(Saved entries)
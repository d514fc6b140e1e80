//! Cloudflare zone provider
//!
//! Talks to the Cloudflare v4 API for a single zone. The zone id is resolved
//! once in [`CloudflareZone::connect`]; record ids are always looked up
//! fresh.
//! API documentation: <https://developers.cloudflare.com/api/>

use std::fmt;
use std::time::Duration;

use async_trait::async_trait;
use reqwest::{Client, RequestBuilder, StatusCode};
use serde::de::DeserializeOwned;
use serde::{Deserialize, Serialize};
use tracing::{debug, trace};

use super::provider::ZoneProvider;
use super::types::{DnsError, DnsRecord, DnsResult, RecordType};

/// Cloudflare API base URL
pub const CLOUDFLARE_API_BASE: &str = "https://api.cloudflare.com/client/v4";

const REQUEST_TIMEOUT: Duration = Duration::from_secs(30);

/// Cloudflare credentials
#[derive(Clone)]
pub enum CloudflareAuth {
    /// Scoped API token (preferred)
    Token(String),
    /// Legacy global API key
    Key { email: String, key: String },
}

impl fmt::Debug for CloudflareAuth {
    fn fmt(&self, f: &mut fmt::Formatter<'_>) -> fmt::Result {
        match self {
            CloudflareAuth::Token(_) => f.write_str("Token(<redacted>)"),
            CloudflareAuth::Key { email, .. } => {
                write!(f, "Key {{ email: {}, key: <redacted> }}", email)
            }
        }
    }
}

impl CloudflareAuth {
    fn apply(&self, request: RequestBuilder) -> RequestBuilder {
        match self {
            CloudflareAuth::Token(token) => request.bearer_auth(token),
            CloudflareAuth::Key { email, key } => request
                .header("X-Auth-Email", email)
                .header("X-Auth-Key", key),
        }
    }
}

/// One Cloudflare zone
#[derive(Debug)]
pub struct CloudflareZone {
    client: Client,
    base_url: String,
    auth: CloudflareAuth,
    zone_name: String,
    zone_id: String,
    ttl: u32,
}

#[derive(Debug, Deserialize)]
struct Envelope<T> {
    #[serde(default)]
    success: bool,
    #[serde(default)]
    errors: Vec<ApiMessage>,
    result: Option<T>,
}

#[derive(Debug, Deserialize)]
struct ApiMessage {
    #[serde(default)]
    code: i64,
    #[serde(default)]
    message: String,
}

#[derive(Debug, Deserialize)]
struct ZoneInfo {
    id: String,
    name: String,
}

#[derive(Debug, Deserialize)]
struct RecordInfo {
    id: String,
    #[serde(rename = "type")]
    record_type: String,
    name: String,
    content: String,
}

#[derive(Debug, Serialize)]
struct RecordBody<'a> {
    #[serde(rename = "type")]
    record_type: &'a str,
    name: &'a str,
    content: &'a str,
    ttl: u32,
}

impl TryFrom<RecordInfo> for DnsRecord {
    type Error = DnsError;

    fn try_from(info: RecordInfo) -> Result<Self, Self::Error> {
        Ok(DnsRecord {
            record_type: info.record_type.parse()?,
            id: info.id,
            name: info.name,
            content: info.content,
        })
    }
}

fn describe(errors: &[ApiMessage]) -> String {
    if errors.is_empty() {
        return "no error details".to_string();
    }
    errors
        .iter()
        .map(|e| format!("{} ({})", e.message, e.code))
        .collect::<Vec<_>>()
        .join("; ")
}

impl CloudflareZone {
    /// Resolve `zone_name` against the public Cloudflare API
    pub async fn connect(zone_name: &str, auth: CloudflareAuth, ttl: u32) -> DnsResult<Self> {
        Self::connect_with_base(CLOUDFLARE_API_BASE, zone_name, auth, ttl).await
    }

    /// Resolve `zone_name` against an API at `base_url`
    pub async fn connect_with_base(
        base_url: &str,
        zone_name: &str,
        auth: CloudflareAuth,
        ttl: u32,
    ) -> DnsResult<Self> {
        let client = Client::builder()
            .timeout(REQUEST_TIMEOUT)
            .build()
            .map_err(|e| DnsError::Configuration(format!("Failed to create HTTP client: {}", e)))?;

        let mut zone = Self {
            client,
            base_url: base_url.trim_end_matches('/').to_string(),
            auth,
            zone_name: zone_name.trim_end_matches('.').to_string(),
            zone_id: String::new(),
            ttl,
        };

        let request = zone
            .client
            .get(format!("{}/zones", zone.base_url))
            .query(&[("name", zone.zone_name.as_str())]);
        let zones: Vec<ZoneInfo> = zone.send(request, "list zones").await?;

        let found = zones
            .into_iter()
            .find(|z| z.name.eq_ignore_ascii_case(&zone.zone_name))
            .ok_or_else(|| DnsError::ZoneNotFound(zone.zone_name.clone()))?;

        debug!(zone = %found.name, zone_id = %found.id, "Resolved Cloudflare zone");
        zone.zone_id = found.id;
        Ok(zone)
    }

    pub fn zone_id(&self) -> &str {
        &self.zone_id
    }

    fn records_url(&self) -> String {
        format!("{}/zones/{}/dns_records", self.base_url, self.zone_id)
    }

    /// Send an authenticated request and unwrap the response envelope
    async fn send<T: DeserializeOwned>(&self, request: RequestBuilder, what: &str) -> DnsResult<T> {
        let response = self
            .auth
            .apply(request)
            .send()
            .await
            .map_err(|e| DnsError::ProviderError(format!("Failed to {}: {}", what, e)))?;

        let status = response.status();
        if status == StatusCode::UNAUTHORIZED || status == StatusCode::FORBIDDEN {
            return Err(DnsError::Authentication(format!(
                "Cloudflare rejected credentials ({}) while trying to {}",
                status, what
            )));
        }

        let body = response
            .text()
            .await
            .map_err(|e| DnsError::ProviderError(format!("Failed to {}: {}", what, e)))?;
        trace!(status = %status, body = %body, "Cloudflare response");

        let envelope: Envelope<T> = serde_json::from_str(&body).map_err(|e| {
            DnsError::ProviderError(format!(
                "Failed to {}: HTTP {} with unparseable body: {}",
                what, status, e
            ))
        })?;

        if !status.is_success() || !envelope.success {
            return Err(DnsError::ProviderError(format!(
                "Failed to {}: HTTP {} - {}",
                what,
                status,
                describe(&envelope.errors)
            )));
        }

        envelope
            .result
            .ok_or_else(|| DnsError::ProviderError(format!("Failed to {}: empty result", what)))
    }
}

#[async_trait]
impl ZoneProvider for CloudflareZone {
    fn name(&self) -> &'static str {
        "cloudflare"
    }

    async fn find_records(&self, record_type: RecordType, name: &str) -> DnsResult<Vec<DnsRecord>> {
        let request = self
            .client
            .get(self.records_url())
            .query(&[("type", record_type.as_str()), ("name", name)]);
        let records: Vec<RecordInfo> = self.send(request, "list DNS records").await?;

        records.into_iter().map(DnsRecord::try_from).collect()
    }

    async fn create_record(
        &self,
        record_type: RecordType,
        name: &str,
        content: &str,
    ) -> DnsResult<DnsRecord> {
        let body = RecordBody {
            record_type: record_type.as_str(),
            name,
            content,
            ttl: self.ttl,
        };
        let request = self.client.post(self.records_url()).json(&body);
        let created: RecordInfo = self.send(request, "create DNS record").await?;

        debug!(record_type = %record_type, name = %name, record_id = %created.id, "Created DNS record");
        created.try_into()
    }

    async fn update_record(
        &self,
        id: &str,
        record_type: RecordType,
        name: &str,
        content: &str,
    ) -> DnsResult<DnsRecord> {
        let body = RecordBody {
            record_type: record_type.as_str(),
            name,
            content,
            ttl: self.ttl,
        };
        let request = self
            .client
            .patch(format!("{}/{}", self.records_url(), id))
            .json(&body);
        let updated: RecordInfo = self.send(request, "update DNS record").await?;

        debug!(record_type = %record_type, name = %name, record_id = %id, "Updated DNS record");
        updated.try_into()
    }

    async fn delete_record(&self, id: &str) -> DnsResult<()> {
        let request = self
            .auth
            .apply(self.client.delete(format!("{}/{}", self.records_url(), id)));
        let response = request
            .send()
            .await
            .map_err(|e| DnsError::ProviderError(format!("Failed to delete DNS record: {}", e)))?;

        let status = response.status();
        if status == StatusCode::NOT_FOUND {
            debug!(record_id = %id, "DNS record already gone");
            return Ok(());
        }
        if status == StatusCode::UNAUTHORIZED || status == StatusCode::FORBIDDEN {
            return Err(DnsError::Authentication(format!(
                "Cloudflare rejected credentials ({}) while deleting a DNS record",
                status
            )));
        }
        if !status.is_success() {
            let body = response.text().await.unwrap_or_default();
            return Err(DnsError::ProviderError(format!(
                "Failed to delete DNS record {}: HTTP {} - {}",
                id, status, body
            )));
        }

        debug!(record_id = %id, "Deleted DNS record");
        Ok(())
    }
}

REQUIREMENT
Report all lines in the records that include the string "while".

YOUR SOLUTION
                "Cloudflare rejected credentials ({}) while trying to {}",
                "Cloudflare rejected credentials ({}) while deleting a DNS record",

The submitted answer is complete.